- _Entries supplied_
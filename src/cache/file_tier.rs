//! Durable cache tier backed by the filesystem.
//!
//! One JSON file per key, no TTL - the "never re-fetch" store of
//! record. Deployments with a real persistence engine implement
//! [`CacheTier`](super::CacheTier) over it instead.

use std::io::ErrorKind;
use std::path::{Path, PathBuf};

use async_trait::async_trait;
use tokio::fs;

use super::key::CacheKey;
use super::{CacheError, CacheTier, CachedRecord};

pub struct FileTier {
    dir: PathBuf,
}

impl FileTier {
    pub fn new(dir: impl Into<PathBuf>) -> Self {
        Self { dir: dir.into() }
    }

    pub fn dir(&self) -> &Path {
        &self.dir
    }

    fn path_for(&self, key: &CacheKey) -> PathBuf {
        // Keys are hex digests, so they are filesystem-safe as-is.
        self.dir.join(format!("{}.json", key))
    }
}

#[async_trait]
impl CacheTier for FileTier {
    fn name(&self) -> &str {
        "durable"
    }

    async fn get(&self, key: &CacheKey) -> Result<Option<CachedRecord>, CacheError> {
        match fs::read(self.path_for(key)).await {
            Ok(bytes) => Ok(Some(serde_json::from_slice(&bytes)?)),
            Err(e) if e.kind() == ErrorKind::NotFound => Ok(None),
            Err(e) => Err(CacheError::Tier("durable", e.to_string())),
        }
    }

    async fn put(&self, key: &CacheKey, value: &CachedRecord) -> Result<(), CacheError> {
        fs::create_dir_all(&self.dir)
            .await
            .map_err(|e| CacheError::Tier("durable", e.to_string()))?;
        let bytes = serde_json::to_vec(value)?;
        fs::write(self.path_for(key), bytes)
            .await
            .map_err(|e| CacheError::Tier("durable", e.to_string()))
    }

    async fn remove(&self, key: &CacheKey) -> Result<(), CacheError> {
        match fs::remove_file(self.path_for(key)).await {
            Ok(()) => Ok(()),
            Err(e) if e.kind() == ErrorKind::NotFound => Ok(()),
            Err(e) => Err(CacheError::Tier("durable", e.to_string())),
        }
    }

    async fn clear(&self) -> Result<(), CacheError> {
        let mut entries = match fs::read_dir(&self.dir).await {
            Ok(entries) => entries,
            Err(e) if e.kind() == ErrorKind::NotFound => return Ok(()),
            Err(e) => return Err(CacheError::Tier("durable", e.to_string())),
        };
        while let Some(entry) = entries
            .next_entry()
            .await
            .map_err(|e| CacheError::Tier("durable", e.to_string()))?
        {
            if entry.path().extension().is_some_and(|ext| ext == "json") {
                fs::remove_file(entry.path())
                    .await
                    .map_err(|e| CacheError::Tier("durable", e.to_string()))?;
            }
        }
        Ok(())
    }
}

#[cfg(test)]
mod tests {
    use super::*;
    use crate::models::KbRecord;

    fn key(text: &str) -> CacheKey {
        CacheKey::for_lookup(&["umls".to_string()], text, "drug")
    }

    fn record(name: &str) -> CachedRecord {
        CachedRecord::new(KbRecord::new("umls", "C001", name, "drug"))
    }

    #[tokio::test]
    async fn test_survives_reopen() {
        let dir = tempfile::tempdir().unwrap();
        let tier = FileTier::new(dir.path());
        tier.put(&key("aspirin"), &record("Aspirin")).await.unwrap();

        // A fresh tier over the same directory sees the value, as a
        // restarted process would.
        let reopened = FileTier::new(dir.path());
        let hit = reopened.get(&key("aspirin")).await.unwrap().unwrap();
        assert_eq!(hit.record.canonical_name, "Aspirin");
    }

    #[tokio::test]
    async fn test_missing_key_is_a_miss() {
        let dir = tempfile::tempdir().unwrap();
        let tier = FileTier::new(dir.path());
        assert!(tier.get(&key("nothing")).await.unwrap().is_none());
    }

    #[tokio::test]
    async fn test_remove_and_clear() {
        let dir = tempfile::tempdir().unwrap();
        let tier = FileTier::new(dir.path());
        tier.put(&key("a"), &record("A")).await.unwrap();
        tier.put(&key("b"), &record("B")).await.unwrap();

        tier.remove(&key("a")).await.unwrap();
        assert!(tier.get(&key("a")).await.unwrap().is_none());

        tier.clear().await.unwrap();
        assert!(tier.get(&key("b")).await.unwrap().is_none());
    }
}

- _What the exercise asks_
Where the string "KbRecord" appears in a line of the listing, copy that line.

- _Exercise response_
    use crate::models::KbRecord;
        CachedRecord::new(KbRecord::new("umls", "C001", name, "drug"))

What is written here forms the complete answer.